(Stored data)
-- Opening Marker --

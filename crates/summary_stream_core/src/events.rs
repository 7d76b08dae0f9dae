//! crates/summary_stream_core/src/events.rs
//!
//! Per-document publish/subscribe for progress events and document snapshots.
//!
//! Every subscriber owns an unbounded queue, so a slow reader never loses events
//! and always observes a gap-free run of sequence numbers from its attach point.
//! Nothing is replayed: a new subscriber only sees events published after it
//! attached. Closing a document drops all senders, which ends every stream.

use std::collections::HashMap;
use std::pin::Pin;
use std::sync::{Arc, Mutex, PoisonError, RwLock};
use std::task::{Context, Poll};

use chrono::Utc;
use futures::stream::{self, BoxStream, Stream};
use tokio::sync::{mpsc, watch};
use tracing::debug;
use uuid::Uuid;

use crate::domain::{Document, ProcessingStatus, StreamingEvent};

struct DocumentChannel {
    next_sequence: u64,
    subscribers: Vec<mpsc::UnboundedSender<StreamingEvent>>,
    progress: watch::Sender<Document>,
}

#[derive(Default)]
pub struct EventPublisher {
    channels: RwLock<HashMap<Uuid, Arc<Mutex<DocumentChannel>>>>,
}

impl EventPublisher {
    pub fn new() -> Self {
        Self::default()
    }

    /// Opens the channel for a freshly created document and records its
    /// creation event, which always carries sequence 0.
    pub fn open(&self, document: &Document) -> StreamingEvent {
        let (progress, _) = watch::channel(document.clone());
        let event = StreamingEvent {
            document_id: document.id,
            section_index: None,
            status: document.status,
            document_status: document.status,
            sequence: 0,
            emitted_at: Utc::now(),
        };
        let channel = DocumentChannel {
            next_sequence: 1,
            subscribers: Vec::new(),
            progress,
        };
        self.channels
            .write()
            .unwrap_or_else(PoisonError::into_inner)
            .insert(document.id, Arc::new(Mutex::new(channel)));
        event
    }

    /// Appends one event for `document` and refreshes its progress snapshot.
    /// Returns `None` when the document's channel is already closed.
    pub fn publish(
        &self,
        document: &Document,
        section_index: Option<usize>,
        status: ProcessingStatus,
    ) -> Option<StreamingEvent> {
        let channel = self.channel(document.id)?;
        let mut channel = channel.lock().unwrap_or_else(PoisonError::into_inner);

        let event = StreamingEvent {
            document_id: document.id,
            section_index,
            status,
            document_status: document.status,
            sequence: channel.next_sequence,
            emitted_at: Utc::now(),
        };
        channel.next_sequence += 1;
        channel
            .subscribers
            .retain(|subscriber| subscriber.send(event.clone()).is_ok());
        channel.progress.send_replace(document.clone());

        debug!(
            document_id = %event.document_id,
            sequence = event.sequence,
            status = %event.status,
            subscribers = channel.subscribers.len(),
            "Published streaming event."
        );
        Some(event)
    }

    /// Refreshes the progress snapshot without emitting an event.
    pub fn refresh_snapshot(&self, document: &Document) {
        if let Some(channel) = self.channel(document.id) {
            let channel = channel.lock().unwrap_or_else(PoisonError::into_inner);
            channel.progress.send_replace(document.clone());
        }
    }

    /// Attaches a subscriber that receives every event published from now on.
    pub fn subscribe(&self, document_id: Uuid) -> Option<EventSubscription> {
        let channel = self.channel(document_id)?;
        let mut channel = channel.lock().unwrap_or_else(PoisonError::into_inner);
        let (sender, receiver) = mpsc::unbounded_channel();
        channel.subscribers.push(sender);
        Some(EventSubscription { receiver })
    }

    /// Attaches a reader of document snapshots, starting with the current one.
    pub fn watch_progress(&self, document_id: Uuid) -> Option<ProgressStream> {
        let channel = self.channel(document_id)?;
        let channel = channel.lock().unwrap_or_else(PoisonError::into_inner);
        Some(ProgressStream {
            receiver: channel.progress.subscribe(),
            delivered_initial: false,
        })
    }

    /// Sequence number the next event for this document will carry.
    pub fn next_sequence(&self, document_id: Uuid) -> Option<u64> {
        let channel = self.channel(document_id)?;
        let channel = channel.lock().unwrap_or_else(PoisonError::into_inner);
        Some(channel.next_sequence)
    }

    /// Whether anyone is still reading events or snapshots for the document.
    pub fn has_observers(&self, document_id: Uuid) -> bool {
        let Some(channel) = self.channel(document_id) else {
            return false;
        };
        let mut channel = channel.lock().unwrap_or_else(PoisonError::into_inner);
        channel.subscribers.retain(|subscriber| !subscriber.is_closed());
        !channel.subscribers.is_empty() || channel.progress.receiver_count() > 0
    }

    /// Ends all subscriptions for the document. Subscribers see their stream
    /// finish normally rather than an error.
    pub fn close(&self, document_id: Uuid) -> bool {
        let removed = self
            .channels
            .write()
            .unwrap_or_else(PoisonError::into_inner)
            .remove(&document_id);
        match removed {
            Some(channel) => {
                let mut channel = channel.lock().unwrap_or_else(PoisonError::into_inner);
                debug!(%document_id, subscribers = channel.subscribers.len(), "Closing event channel.");
                channel.subscribers.clear();
                true
            }
            None => false,
        }
    }

    fn channel(&self, document_id: Uuid) -> Option<Arc<Mutex<DocumentChannel>>> {
        self.channels
            .read()
            .unwrap_or_else(PoisonError::into_inner)
            .get(&document_id)
            .cloned()
    }
}

//=========================================================================================
// Subscriber Handles
//=========================================================================================

/// A live feed of events for one document.
#[derive(Debug)]
pub struct EventSubscription {
    receiver: mpsc::UnboundedReceiver<StreamingEvent>,
}

impl EventSubscription {
    /// Waits for the next event; `None` once the document is deleted.
    pub async fn recv(&mut self) -> Option<StreamingEvent> {
        self.receiver.recv().await
    }

    /// Returns an already-delivered event without waiting.
    pub fn try_recv(&mut self) -> Option<StreamingEvent> {
        self.receiver.try_recv().ok()
    }
}

impl Stream for EventSubscription {
    type Item = StreamingEvent;

    fn poll_next(mut self: Pin<&mut Self>, cx: &mut Context<'_>) -> Poll<Option<Self::Item>> {
        self.receiver.poll_recv(cx)
    }
}

/// A live feed of document snapshots. Intermediate snapshots may be skipped
/// when the reader is slower than the writer; the latest one is never missed.
pub struct ProgressStream {
    receiver: watch::Receiver<Document>,
    delivered_initial: bool,
}

impl ProgressStream {
    pub async fn next_snapshot(&mut self) -> Option<Document> {
        if !self.delivered_initial {
            self.delivered_initial = true;
            return Some(self.receiver.borrow_and_update().clone());
        }
        self.receiver.changed().await.ok()?;
        Some(self.receiver.borrow_and_update().clone())
    }

    pub fn into_stream(self) -> BoxStream<'static, Document> {
        Box::pin(stream::unfold(self, |mut progress| async move {
            let snapshot = progress.next_snapshot().await?;
            Some((snapshot, progress))
        }))
    }
}

#[cfg(test)]
mod tests {
    use super::*;
    use crate::domain::Persona;
    use futures::StreamExt;

    fn document() -> Document {
        Document::placeholder("a b c".to_string(), Persona::Neutral, 2)
    }

    #[tokio::test]
    async fn observers_are_counted_until_they_drop() {
        let publisher = EventPublisher::new();
        let doc = document();
        publisher.open(&doc);
        assert!(!publisher.has_observers(doc.id));

        let events = publisher.subscribe(doc.id).expect("subscribe");
        assert!(publisher.has_observers(doc.id));
        drop(events);
        assert!(!publisher.has_observers(doc.id));

        let progress = publisher.watch_progress(doc.id).expect("watch");
        assert!(publisher.has_observers(doc.id));
        drop(progress);
        assert!(!publisher.has_observers(doc.id));
    }

    #[tokio::test]
    async fn creation_event_has_sequence_zero_and_is_not_replayed() {
        let publisher = EventPublisher::new();
        let doc = document();
        let created = publisher.open(&doc);
        assert_eq!(created.sequence, 0);
        assert_eq!(created.section_index, None);

        let mut late = publisher.subscribe(doc.id).expect("subscribe");
        assert!(late.try_recv().is_none());

        let next = publisher
            .publish(&doc, Some(1), ProcessingStatus::Processing)
            .expect("publish");
        assert_eq!(next.sequence, 1);
        assert_eq!(late.recv().await, Some(next));
    }

    #[tokio::test]
    async fn subscribers_see_gap_free_sequences_from_attach_point() {
        let publisher = EventPublisher::new();
        let doc = document();
        publisher.open(&doc);
        let mut early = publisher.subscribe(doc.id).expect("subscribe");
        for _ in 0..3 {
            publisher.publish(&doc, Some(0), ProcessingStatus::Processing);
        }
        let mut late = publisher.subscribe(doc.id).expect("subscribe");
        for _ in 0..3 {
            publisher.publish(&doc, Some(1), ProcessingStatus::Processing);
        }
        publisher.close(doc.id);

        let early: Vec<u64> = early.by_ref().map(|e| e.sequence).collect().await;
        let late: Vec<u64> = late.by_ref().map(|e| e.sequence).collect().await;
        assert_eq!(early, vec![1, 2, 3, 4, 5, 6]);
        assert_eq!(late, vec![4, 5, 6]);
    }

    #[tokio::test]
    async fn close_ends_streams_without_error() {
        let publisher = EventPublisher::new();
        let doc = document();
        publisher.open(&doc);
        let mut events = publisher.subscribe(doc.id).expect("subscribe");
        let mut progress = publisher.watch_progress(doc.id).expect("watch");
        assert_eq!(progress.next_snapshot().await.map(|d| d.id), Some(doc.id));

        assert!(publisher.close(doc.id));
        assert_eq!(events.recv().await, None);
        assert_eq!(progress.next_snapshot().await, None);
        assert!(publisher.publish(&doc, None, ProcessingStatus::Completed).is_none());
        assert!(publisher.subscribe(doc.id).is_none());
    }

    #[tokio::test]
    async fn progress_stream_yields_latest_snapshot() {
        let publisher = EventPublisher::new();
        let mut doc = document();
        publisher.open(&doc);
        let mut progress = publisher.watch_progress(doc.id).expect("watch").into_stream();
        assert_eq!(progress.next().await.map(|d| d.status), Some(ProcessingStatus::Pending));

        doc.status = ProcessingStatus::Partial;
        publisher.publish(&doc, Some(0), ProcessingStatus::Completed);
        assert_eq!(progress.next().await.map(|d| d.status), Some(ProcessingStatus::Partial));
    }
}
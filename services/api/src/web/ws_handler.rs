//! services/api/src/web/ws_handler.rs
//!
//! The entry point and control loop for an event-streaming WebSocket
//! connection. One task forwards the document's events to the client while the
//! connection's own loop serves client requests; a cancellation token ties
//! their lifetimes together.

use std::sync::Arc;

use axum::{
    extract::{
        ws::{Message, WebSocket},
        Path, State, WebSocketUpgrade,
    },
    response::Response,
};
use futures::{
    stream::{SplitSink, StreamExt},
    SinkExt,
};
use summary_stream_core::EventSubscription;
use tokio::sync::Mutex;
use tokio_util::sync::CancellationToken;
use tracing::{debug, error, info, warn};
use uuid::Uuid;

use crate::{
    error::ApiError,
    web::{
        protocol::{ClientMessage, ServerMessage},
        state::AppState,
    },
};

type WsSender = Arc<Mutex<SplitSink<WebSocket, Message>>>;

/// Stream the processing events of a summary over a WebSocket.
///
/// Events are delivered from the moment of attachment, in sequence order,
/// without gaps. The socket is closed after a `closed` message when the
/// summary is deleted.
#[utoipa::path(
    get,
    path = "/summaries/{id}/events",
    params(("id" = Uuid, Path, description = "The summary id.")),
    responses(
        (status = 101, description = "Switching to the WebSocket event stream"),
        (status = 404, description = "Unknown summary")
    )
)]
pub async fn ws_handler(
    ws: WebSocketUpgrade,
    State(app_state): State<Arc<AppState>>,
    Path(document_id): Path<Uuid>,
) -> Result<Response, ApiError> {
    app_state.document(document_id).await?;
    // Subscribe before upgrading so nothing emitted during the handshake is lost.
    let subscription = app_state.aggregator().observe_events(document_id)?;
    Ok(ws.on_upgrade(move |socket| handle_socket(socket, app_state, document_id, subscription)))
}

async fn handle_socket(
    socket: WebSocket,
    app_state: Arc<AppState>,
    document_id: Uuid,
    subscription: EventSubscription,
) {
    info!(%document_id, "New event stream connection.");

    // The sender is shared between the forwarding task and the request loop.
    let (sender, mut receiver) = socket.split();
    let ws_sender: WsSender = Arc::new(Mutex::new(sender));

    if send_message(&ws_sender, &ServerMessage::Subscribed { document_id })
        .await
        .is_err()
    {
        return;
    }

    let token = CancellationToken::new();
    let forwarder = tokio::spawn(forward_events(
        subscription,
        ws_sender.clone(),
        document_id,
        token.clone(),
    ));

    loop {
        tokio::select! {
            _ = token.cancelled() => break,
            incoming = receiver.next() => match incoming {
                Some(Ok(Message::Text(text))) => {
                    handle_text_message(text.as_str(), &app_state, document_id, &ws_sender).await;
                }
                Some(Ok(Message::Close(_))) | None => break,
                Some(Ok(_)) => {}
                Some(Err(e)) => {
                    warn!(%document_id, error = %e, "WebSocket receive failed.");
                    break;
                }
            },
        }
    }

    token.cancel();
    if let Err(e) = forwarder.await {
        error!(%document_id, error = %e, "Event forwarding task failed.");
    }
    info!(%document_id, "Event stream connection closed.");
}

/// Forwards events until the subscription ends, the client goes away or the
/// token is cancelled.
async fn forward_events(
    mut subscription: EventSubscription,
    ws_sender: WsSender,
    document_id: Uuid,
    token: CancellationToken,
) {
    loop {
        tokio::select! {
            _ = token.cancelled() => break,
            event = subscription.recv() => match event {
                Some(event) => {
                    debug!(%document_id, sequence = event.sequence, "Forwarding event.");
                    if send_message(&ws_sender, &ServerMessage::Event { event }).await.is_err() {
                        break;
                    }
                }
                None => {
                    // The summary was deleted.
                    let _ = send_message(&ws_sender, &ServerMessage::Closed { document_id }).await;
                    let _ = ws_sender.lock().await.close().await;
                    break;
                }
            },
        }
    }
    token.cancel();
}

async fn handle_text_message(
    text: &str,
    app_state: &Arc<AppState>,
    document_id: Uuid,
    ws_sender: &WsSender,
) {
    let reply = match serde_json::from_str::<ClientMessage>(text) {
        Ok(ClientMessage::Snapshot) => match app_state.aggregator().get_document(document_id) {
            Ok(document) => ServerMessage::Snapshot { document },
            Err(e) => ServerMessage::Error {
                message: e.to_string(),
            },
        },
        Err(e) => ServerMessage::Error {
            message: format!("Unrecognized message: {}", e),
        },
    };
    let _ = send_message(ws_sender, &reply).await;
}

async fn send_message(ws_sender: &WsSender, message: &ServerMessage) -> Result<(), ApiError> {
    let json = serde_json::to_string(message)
        .map_err(|e| ApiError::Internal(format!("Failed to serialize message: {}", e)))?;
    ws_sender
        .lock()
        .await
        .send(Message::Text(json.into()))
        .await
        .map_err(ApiError::from)
}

-- Closing Marker --

• PROBLEM: Find every line in the records above that holds the word "CancellationToken", and copy each one.

• RESULT:
use tokio_util::sync::CancellationToken;
    let token = CancellationToken::new();
    token: CancellationToken,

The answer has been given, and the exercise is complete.